Altro che estinto, questo vulcano riprende l’attività dopo oltre 700.000 anni di silenzio assoluto.
Un vulcano remoto si sta risvegliando dopo essere stato inattivo per 700.000 anni nel sud-est dell’Iran, scatenando la preoccupazione collettiva. Parliamo del Monte Taftan, la cui sommità si è alzata di circa 9 centimetri tra luglio 2023 e maggio 2024, un rigonfiamento tutt’altro che trascurabile. Nonostante sia rimasto dormiente per tutto questo tempo, infatti, il Monte Taftan potrebbe sempre risvegliarsi. Per quanto non ci siano rischi di un’eruzione imminente, la possibile attività sismica deve essere monitorata costantemente, soprattutto per tenere sotto controllo il rischio di esplosioni freatiche, che invece è più probabile.
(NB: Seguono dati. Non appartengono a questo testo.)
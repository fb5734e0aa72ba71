//! Error types for the TutorForge pipeline
//!
//! Provides:
//! - Distinct error types for the different failure modes
//! - A shared Result alias
//! - A clear split between fatal errors and recoverable degradations

use thiserror::Error;

/// Result type alias using AppError
pub type Result<T> = std::result::Result<T, AppError>;

/// Application error types
#[derive(Error, Debug)]
pub enum AppError {
    // Document processing errors
    #[error("Document format error: {message}")]
    DocumentFormat { message: String },

    #[error("Document produced no chunks")]
    EmptyCorpus,

    #[error("No document loaded")]
    NoDocument,

    // Validation errors
    #[error("Question is empty")]
    EmptyQuestion,

    // Index construction errors
    #[error("Embedding dimension mismatch: expected {expected}, got {actual}")]
    DimensionMismatch { expected: usize, actual: usize },

    // External service errors
    #[error("Embedding service error: {message}")]
    Embedding { message: String },

    #[error("Completion service error: {message}")]
    Completion { message: String },

    #[error("Completion service rate limited")]
    RateLimited,

    // Internal errors
    #[error("Internal error: {message}")]
    Internal { message: String },

    #[error("Configuration error: {message}")]
    Configuration { message: String },

    #[error("Serialization error: {0}")]
    Serialization(#[from] serde_json::Error),

    #[error("IO error: {0}")]
    Io(#[from] std::io::Error),
}

impl AppError {
    /// Whether the error is recovered inside the answer pipeline and turned
    /// into an advisory instead of being surfaced to the caller.
    pub fn is_degradation(&self) -> bool {
        matches!(self, AppError::RateLimited | AppError::Completion { .. })
    }

    /// Whether the error is caller-facing input validation rather than a
    /// pipeline or service failure.
    pub fn is_validation(&self) -> bool {
        matches!(
            self,
            AppError::EmptyCorpus | AppError::EmptyQuestion | AppError::NoDocument
        )
    }
}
Il vulcano si sta risvegliando dopo 700.000 anni
Il Monte Taftan, situato nei pressi del confine con il Pakistan, è un vulcano iraniano alto quasi 4.000 metri (3.940 per la precisione), fortunatamente dormiente. Di fatto, non ci sono eruzioni documentate per questo vulcano, che è inattivo da oltre 700.000 anni. Per questo motivo gli studiosi lo avevano etichettato come “estinto” fino a poco tempo fa, visto che in questa categoria rientrano tutti i vulcani che non hanno mai eruttato durante l’Olocene, vale a dire l’epoca geologica attuale.
Quest’ultima è cominciata poco più di 11.000 anni fa, pertanto non avrebbero dovuto esserci grossi dubbi sullo stato di attività del gigantesco Taftan, che ha deciso di stupire tutti con l’attività interna. Nonostante ciò, gli scienziati non hanno mai smesso di controllarlo, perché quando si ha a che fare con i vulcani la situazione può variare in pochissimo tempo. Nello specifico, per monitorare il Monte Taftan gli esperti si affidano principalmente alla tecnologia satellitare, adatta a tutte le condizioni (non solo ambientali, ma anche geopolitiche) e soprattutto a fornire misurazioni accurate.
E questo è tutto, perché variazioni di pochi centimetri sono colossali per un vulcano uguale da millenni. Come evidenziato da uno studio pubblicato sul Geophysical Research Letters, le immagini satellitari del Sentinel-1, hanno rilevato una variazione millimetrica del suolo davvero sconcertante: un sollevamento di circa 9 centimetri che si è formato tra luglio 2023 e maggio 2024 (e non più diminuito).
Potrebbe trattarsi del primo segnale di un lento risveglio del vulcano, anche se gli esperti non sono al momento preoccupati per le eruzioni. Come ha fatto notare il ricercatore Mohammadhossein Mohammadnia dell’Istituto di prodotti naturali e agrobiologia (Ipna-Csic) spagnolo, che per primo ha scoperto il fenomeno, il rigonfiamento non indica imminenti eruzioni. Il fenomeno ha origine a una profondità di circa 500 metri, mentre il serbatoio magmatico principale si trova a oltre 3,5 chilometri. La causa del sollevamento potrebbe quindi essere dovuta a una piccola risalita del magma, ma più probabilmente all’accumulo di gas nel sistema idrotermale.
Il Monte Taftan non è estinto
In ogni caso, appare evidente che il vulcano non è estinto e pertanto deve essere controllato. I ricercatori hanno infatti sottolineato che l’accumulo di energia all’interno del vulcano dovrà necessariamente dar luogo a delle variazioni. Il vulcanologo Pablo González, supervisore dello studio, ha evidenziato che non si tratta di un’emergenza ma di un campanello d’allarme:
Deve liberarsi in qualche modo in futuro, in modo violento o più silenzioso. Questo studio non mira a provocare panico nelle persone. È un campanello d’allarme per le autorità della regione iraniana, di destinare alcune risorse per esaminare la questione.
Più che un’eruzione magmatica, preoccupano le possibili esplosioni freatiche. Vapore caldissimo in getti alti e potenti molto pericoloso e, a seconda del vento, dannoso per persone, terreni e animali. Ci sono però anche le fumarole, piene di zolfo e già sentite dalla popolazione della cittadina di Khash, a circa 50 chilometri dal Vulcano. Per questa ragione gli esperti sono al lavoro al fine di monitorare l’attività del Monte Taftan, misurando le quantità di gas e vapore, così da segnalare tempestivamente eventuali cambiamenti alle autorità.